Problem :: Take the records below and write them out again exactly.

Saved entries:
----

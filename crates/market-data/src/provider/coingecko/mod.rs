//! CoinGecko market data provider.
//!
//! This provider uses the public CoinGecko REST API to fetch:
//! - Spot prices (`simple/price`)
//! - The 7-day sparkline of each coin (`coins/markets?sparkline=true`)
//!
//! All prices are requested in a single configured quote currency.

mod models;

use std::collections::HashMap;
use std::time::Duration;

use async_trait::async_trait;
use reqwest::{Client, StatusCode};
use tracing::{debug, warn};

use crate::errors::MarketDataError;
use crate::models::{PriceHistory, SpotPrice};
use crate::provider::MarketDataProvider;

use models::{CoinMarketResponse, SimplePriceResponse};

/// Provider ID constant
const PROVIDER_ID: &str = "COINGECKO";

/// Public CoinGecko v3 endpoint
pub const DEFAULT_COINGECKO_URL: &str = "https://api.coingecko.com/api/v3/";

/// Default HTTP request timeout
const REQUEST_TIMEOUT: Duration = Duration::from_secs(30);

/// CoinGecko market data provider.
///
/// # Example
///
/// ```ignore
/// use cryptofolio_market_data::CoinGeckoProvider;
///
/// let provider = CoinGeckoProvider::new("https://api.coingecko.com/api/v3/", "eur");
/// ```
pub struct CoinGeckoProvider {
    client: Client,
    base_url: String,
    currency: String,
}

impl CoinGeckoProvider {
    /// Create a new provider against `base_url`, quoting in `currency`.
    pub fn new(base_url: impl Into<String>, currency: impl Into<String>) -> Self {
        let client = Client::builder()
            .timeout(REQUEST_TIMEOUT)
            .build()
            .unwrap_or_else(|_| Client::new());

        Self {
            client,
            base_url: normalize_base_url(base_url.into()),
            currency: currency.into().to_lowercase(),
        }
    }

    fn endpoint(&self, path: &str) -> String {
        format!("{}{}", self.base_url, path)
    }

    /// Send a GET request and decode the JSON body, classifying failures.
    async fn get_json<T: serde::de::DeserializeOwned>(
        &self,
        path: &str,
        query: &[(&str, String)],
    ) -> Result<T, MarketDataError> {
        let url = self.endpoint(path);
        debug!("GET {} {:?}", url, query);

        let response = self
            .client
            .get(&url)
            .query(query)
            .send()
            .await
            .map_err(map_request_error)?;

        let status = response.status();
        if status == StatusCode::TOO_MANY_REQUESTS {
            warn!("CoinGecko rate limited the request to {}", path);
            return Err(MarketDataError::RateLimited {
                provider: PROVIDER_ID.to_string(),
            });
        }
        if !status.is_success() {
            return Err(MarketDataError::ProviderError {
                provider: PROVIDER_ID.to_string(),
                message: format!("HTTP {} from {}", status, path),
            });
        }

        response
            .json::<T>()
            .await
            .map_err(|e| MarketDataError::ProviderError {
                provider: PROVIDER_ID.to_string(),
                message: format!("Failed to decode {} response: {}", path, e),
            })
    }
}

#[async_trait]
impl MarketDataProvider for CoinGeckoProvider {
    fn id(&self) -> &'static str {
        PROVIDER_ID
    }

    fn currency(&self) -> &str {
        &self.currency
    }

    async fn get_spot_prices(
        &self,
        coin_ids: &[String],
    ) -> Result<Vec<SpotPrice>, MarketDataError> {
        if coin_ids.is_empty() {
            return Ok(Vec::new());
        }

        let body: SimplePriceResponse = self
            .get_json(
                "simple/price",
                &[
                    ("ids", coin_ids.join(",")),
                    ("vs_currencies", self.currency.clone()),
                ],
            )
            .await?;

        parse_spot_prices(body, coin_ids, &self.currency)
    }

    async fn get_price_history(&self, coin_id: &str) -> Result<PriceHistory, MarketDataError> {
        let mut histories = self.get_price_histories(&[coin_id.to_string()]).await?;
        histories
            .pop()
            .ok_or_else(|| MarketDataError::SymbolNotFound(coin_id.to_string()))
    }

    /// CoinGecko serves every requested coin from one `coins/markets` call.
    async fn get_price_histories(
        &self,
        coin_ids: &[String],
    ) -> Result<Vec<PriceHistory>, MarketDataError> {
        if coin_ids.is_empty() {
            return Ok(Vec::new());
        }

        let body: Vec<CoinMarketResponse> = self
            .get_json(
                "coins/markets",
                &[
                    ("ids", coin_ids.join(",")),
                    ("vs_currency", self.currency.clone()),
                    ("sparkline", "true".to_string()),
                ],
            )
            .await?;

        parse_price_histories(body, coin_ids, &self.currency)
    }
}

/// Ensure the base URL ends with exactly one slash so paths can be appended.
fn normalize_base_url(base_url: String) -> String {
    format!("{}/", base_url.trim_end_matches('/'))
}

fn map_request_error(err: reqwest::Error) -> MarketDataError {
    if err.is_timeout() {
        MarketDataError::Timeout {
            provider: PROVIDER_ID.to_string(),
        }
    } else {
        MarketDataError::Network(err)
    }
}

fn parse_spot_prices(
    body: SimplePriceResponse,
    coin_ids: &[String],
    currency: &str,
) -> Result<Vec<SpotPrice>, MarketDataError> {
    coin_ids
        .iter()
        .map(|coin_id| {
            let price = body
                .get(coin_id)
                .and_then(|quotes| quotes.get(currency))
                .copied()
                .ok_or_else(|| MarketDataError::SymbolNotFound(coin_id.clone()))?;
            Ok(SpotPrice {
                coin_id: coin_id.clone(),
                price,
                currency: currency.to_string(),
            })
        })
        .collect()
}

fn parse_price_histories(
    body: Vec<CoinMarketResponse>,
    coin_ids: &[String],
    currency: &str,
) -> Result<Vec<PriceHistory>, MarketDataError> {
    let mut by_id: HashMap<String, Vec<f64>> = body
        .into_iter()
        .map(|market| (market.id, market.sparkline_in_7d.price))
        .collect();

    coin_ids
        .iter()
        .map(|coin_id| {
            let prices = by_id
                .remove(coin_id)
                .ok_or_else(|| MarketDataError::SymbolNotFound(coin_id.clone()))?;
            if prices.is_empty() {
                return Err(MarketDataError::ValidationFailed {
                    message: format!("Empty price history for {}", coin_id),
                });
            }
            // The sparkline is chronological; histories are newest-first.
            Ok(PriceHistory::from_chronological(
                coin_id.clone(),
                currency.to_string(),
                prices,
            ))
        })
        .collect()
}
//! SQLite storage implementation for price history and standard deviation
//! snapshots.

mod model;
mod repository;

pub use model::{
    NewPriceHistoryDB, NewStandardDeviationDB, PriceHistoryDB, StandardDeviationDB,
};
pub use repository::VolatilityRepository;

----

Solution to this task ::
filename crates/market-data/src/provider/coingecko/mod.rs
//! CoinGecko market data provider.
//!
//! This provider uses the public CoinGecko REST API to fetch:
//! - Spot prices (`simple/price`)
//! - The 7-day sparkline of each coin (`coins/markets?sparkline=true`)
//!
//! All prices are requested in a single configured quote currency.

mod models;

use std::collections::HashMap;
use std::time::Duration;

use async_trait::async_trait;
use reqwest::{Client, StatusCode};
use tracing::{debug, warn};

use crate::errors::MarketDataError;
use crate::models::{PriceHistory, SpotPrice};
use crate::provider::MarketDataProvider;

use models::{CoinMarketResponse, SimplePriceResponse};

/// Provider ID constant
const PROVIDER_ID: &str = "COINGECKO";

/// Public CoinGecko v3 endpoint
pub const DEFAULT_COINGECKO_URL: &str = "https://api.coingecko.com/api/v3/";

/// Default HTTP request timeout
const REQUEST_TIMEOUT: Duration = Duration::from_secs(30);

/// CoinGecko market data provider.
///
/// # Example
///
/// ```ignore
/// use cryptofolio_market_data::CoinGeckoProvider;
///
/// let provider = CoinGeckoProvider::new("https://api.coingecko.com/api/v3/", "eur");
/// ```
pub struct CoinGeckoProvider {
    client: Client,
    base_url: String,
    currency: String,
}

impl CoinGeckoProvider {
    /// Create a new provider against `base_url`, quoting in `currency`.
    pub fn new(base_url: impl Into<String>, currency: impl Into<String>) -> Self {
        let client = Client::builder()
            .timeout(REQUEST_TIMEOUT)
            .build()
            .unwrap_or_else(|_| Client::new());

        Self {
            client,
            base_url: normalize_base_url(base_url.into()),
            currency: currency.into().to_lowercase(),
        }
    }

    fn endpoint(&self, path: &str) -> String {
        format!("{}{}", self.base_url, path)
    }

    /// Send a GET request and decode the JSON body, classifying failures.
    async fn get_json<T: serde::de::DeserializeOwned>(
        &self,
        path: &str,
        query: &[(&str, String)],
    ) -> Result<T, MarketDataError> {
        let url = self.endpoint(path);
        debug!("GET {} {:?}", url, query);

        let response = self
            .client
            .get(&url)
            .query(query)
            .send()
            .await
            .map_err(map_request_error)?;

        let status = response.status();
        if status == StatusCode::TOO_MANY_REQUESTS {
            warn!("CoinGecko rate limited the request to {}", path);
            return Err(MarketDataError::RateLimited {
                provider: PROVIDER_ID.to_string(),
            });
        }
        if !status.is_success() {
            return Err(MarketDataError::ProviderError {
                provider: PROVIDER_ID.to_string(),
                message: format!("HTTP {} from {}", status, path),
            });
        }

        response
            .json::<T>()
            .await
            .map_err(|e| MarketDataError::ProviderError {
                provider: PROVIDER_ID.to_string(),
                message: format!("Failed to decode {} response: {}", path, e),
            })
    }
}

#[async_trait]
impl MarketDataProvider for CoinGeckoProvider {
    fn id(&self) -> &'static str {
        PROVIDER_ID
    }

    fn currency(&self) -> &str {
        &self.currency
    }

    async fn get_spot_prices(
        &self,
        coin_ids: &[String],
    ) -> Result<Vec<SpotPrice>, MarketDataError> {
        if coin_ids.is_empty() {
            return Ok(Vec::new());
        }

        let body: SimplePriceResponse = self
            .get_json(
                "simple/price",
                &[
                    ("ids", coin_ids.join(",")),
                    ("vs_currencies", self.currency.clone()),
                ],
            )
            .await?;

        parse_spot_prices(body, coin_ids, &self.currency)
    }

    async fn get_price_history(&self, coin_id: &str) -> Result<PriceHistory, MarketDataError> {
        let mut histories = self.get_price_histories(&[coin_id.to_string()]).await?;
        histories
            .pop()
            .ok_or_else(|| MarketDataError::SymbolNotFound(coin_id.to_string()))
    }

    /// CoinGecko serves every requested coin from one `coins/markets` call.
    async fn get_price_histories(
        &self,
        coin_ids: &[String],
    ) -> Result<Vec<PriceHistory>, MarketDataError> {
        if coin_ids.is_empty() {
            return Ok(Vec::new());
        }

        let body: Vec<CoinMarketResponse> = self
            .get_json(
                "coins/markets",
                &[
                    ("ids", coin_ids.join(",")),
                    ("vs_currency", self.currency.clone()),
                    ("sparkline", "true".to_string()),
                ],
            )
            .await?;

        parse_price_histories(body, coin_ids, &self.currency)
    }
}

/// Ensure the base URL ends with exactly one slash so paths can be appended.
fn normalize_base_url(base_url: String) -> String {
    format!("{}/", base_url.trim_end_matches('/'))
}

fn map_request_error(err: reqwest::Error) -> MarketDataError {
    if err.is_timeout() {
        MarketDataError::Timeout {
            provider: PROVIDER_ID.to_string(),
        }
    } else {
        MarketDataError::Network(err)
    }
}

fn parse_spot_prices(
    body: SimplePriceResponse,
    coin_ids: &[String],
    currency: &str,
) -> Result<Vec<SpotPrice>, MarketDataError> {
    coin_ids
        .iter()
        .map(|coin_id| {
            let price = body
                .get(coin_id)
                .and_then(|quotes| quotes.get(currency))
                .copied()
                .ok_or_else(|| MarketDataError::SymbolNotFound(coin_id.clone()))?;
            Ok(SpotPrice {
                coin_id: coin_id.clone(),
                price,
                currency: currency.to_string(),
            })
        })
        .collect()
}

fn parse_price_histories(
    body: Vec<CoinMarketResponse>,
    coin_ids: &[String],
    currency: &str,
) -> Result<Vec<PriceHistory>, MarketDataError> {
    let mut by_id: HashMap<String, Vec<f64>> = body
        .into_iter()
        .map(|market| (market.id, market.sparkline_in_7d.price))
        .collect();

    coin_ids
        .iter()
        .map(|coin_id| {
            let prices = by_id
                .remove(coin_id)
                .ok_or_else(|| MarketDataError::SymbolNotFound(coin_id.clone()))?;
            if prices.is_empty() {
                return Err(MarketDataError::ValidationFailed {
                    message: format!("Empty price history for {}", coin_id),
                });
            }
            // The sparkline is chronological; histories are newest-first.
            Ok(PriceHistory::from_chronological(
                coin_id.clone(),
                currency.to_string(),
                prices,
            ))
        })
        .collect()
}
//! SQLite storage implementation for price history and standard deviation
//! snapshots.

mod model;
mod repository;

pub use model::{
    NewPriceHistoryDB, NewStandardDeviationDB, PriceHistoryDB, StandardDeviationDB,
};
pub use repository::VolatilityRepository;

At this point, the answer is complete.